We drove to Queen Elizabeth National Park, crossing the equator near the mining town of Kasese surrounded by cotton fields, and drove up to the rim of what looked like a mini Ngorongoro Crater, stopping the jeep frequently to check out new birds. The landscape was similar to the Serengeti in Tanzania but greener and with a steeper pitch to the slopes. The tsetse flies were particularly bad along this stretch, and they bit — hard! — right through our clothing. We would encounter more of them in Queen Elizabeth itself.
The park is bordered by the Rwenzori Mountains to the north and Lake Edward in the south, and the lovely Mweya Safari Lodge is situated on a bluff overlooking the Kazinga Channel and Lake Edward. The lodge features beautiful construction, fantastic food and relative luxury for being in the middle of nowhere. Outside our room we came across a big family of warthogs stretched out on the ground, surrounded by an even bigger family of mongoose gleaning ticks from them, poking in every nook and cranny, the warthogs relishing the thorough grooming service.
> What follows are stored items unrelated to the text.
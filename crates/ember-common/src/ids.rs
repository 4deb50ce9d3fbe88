//! ID types for holders and resources.

use serde::{Deserialize, Serialize};
use std::sync::atomic::{AtomicU64, Ordering};

/// Global counter for entity IDs.
static ENTITY_COUNTER: AtomicU64 = AtomicU64::new(1);

/// Identifier of an entity that owns resources (usually a player).
#[derive(Debug, Clone, Copy, PartialEq, Eq, Hash, PartialOrd, Ord, Serialize, Deserialize)]
pub struct EntityId(u64);

impl EntityId {
    /// Creates a new unique entity ID.
    #[must_use]
    pub fn new() -> Self {
        Self(ENTITY_COUNTER.fetch_add(1, Ordering::Relaxed))
    }

    /// Creates an entity ID from a raw value (for deserialization).
    #[must_use]
    pub const fn from_raw(value: u64) -> Self {
        Self(value)
    }

    /// Returns the raw ID value.
    #[must_use]
    pub const fn raw(self) -> u64 {
        self.0
    }

    /// Null/invalid entity ID.
    pub const NULL: Self = Self(0);

    /// Checks if this is a valid (non-null) entity ID.
    #[must_use]
    pub const fn is_valid(self) -> bool {
        self.0 != Self::NULL.0
    }
}

impl Default for EntityId {
    fn default() -> Self {
        Self::new()
    }
}

impl std::fmt::Display for EntityId {
    fn fmt(&self, f: &mut std::fmt::Formatter<'_>) -> std::fmt::Result {
        write!(f, "entity#{}", self.0)
    }
}

/// Opaque identifier of a craftable or consumable resource type.
///
/// Compared by value only; the mapping to human-readable names lives with
/// whoever loaded the catalog.
#[derive(Debug, Clone, Copy, PartialEq, Eq, Hash, PartialOrd, Ord, Serialize, Deserialize)]
pub struct ResourceKind(u32);

impl ResourceKind {
    /// Creates a resource kind from a raw value.
    #[must_use]
    pub const fn new(id: u32) -> Self {
        Self(id)
    }

    /// Returns the raw ID value.
    #[must_use]
    pub const fn raw(self) -> u32 {
        self.0
    }
}

impl std::fmt::Display for ResourceKind {
    fn fmt(&self, f: &mut std::fmt::Formatter<'_>) -> std::fmt::Result {
        write!(f, "resource#{}", self.0)
    }
}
In late afternoon we went for a game drive and found a group of elephants near the track, two young males bashing each other with their trunks and fighting clumsily for nearly half an hour as we watched from the jeep. At dusk on our way back to the lodge we had to stop for a troop of baboons in the dusty road. Minutes later they all ran excitedly towards something around the bend in the road. We followed them just in time to see a huge rock python trying to escape into the bushes, a few baboons screeching and hopping about to attack the poor snake, with many other baboons craning their necks to watch the action like children crowding around a schoolyard fight.
The next day we spent the morning on another game drive and found a pride of lions out on the savannah while a wary herd of kobs called nervously to each other. These antelopes have a raspy snort somewhat like the oribi I mentioned in the Murchison Falls segment. We watched five adorable little lion cubs playing on some termite mounds until their mothers got them to move on and we moved on as well in search of more birds. The animals we saw the most of by far were waterbuck and warthogs — too many to count!
In the afternoon we took a boat trip along a small part of the 33km Kazinga Channel that connects Lake Edward and Lake George. We saw hippos, crocs and loads of wading birds: African skimmers, spoonbills, yellow-billed and marabou storks, two species of pelican, the funny hammerkops that build enormous stick nests in the trees — the list goes on and on. This was a fabulous trip that I highly recommend for anyone staying in Queen Elizabeth National Park, but again, many other people on the boat didn’t have binoculars. Insane!
The next day we set off for Bwindi Impenetrable Forest, one of the few places in the world where you can find the highly endangered mountain gorilla.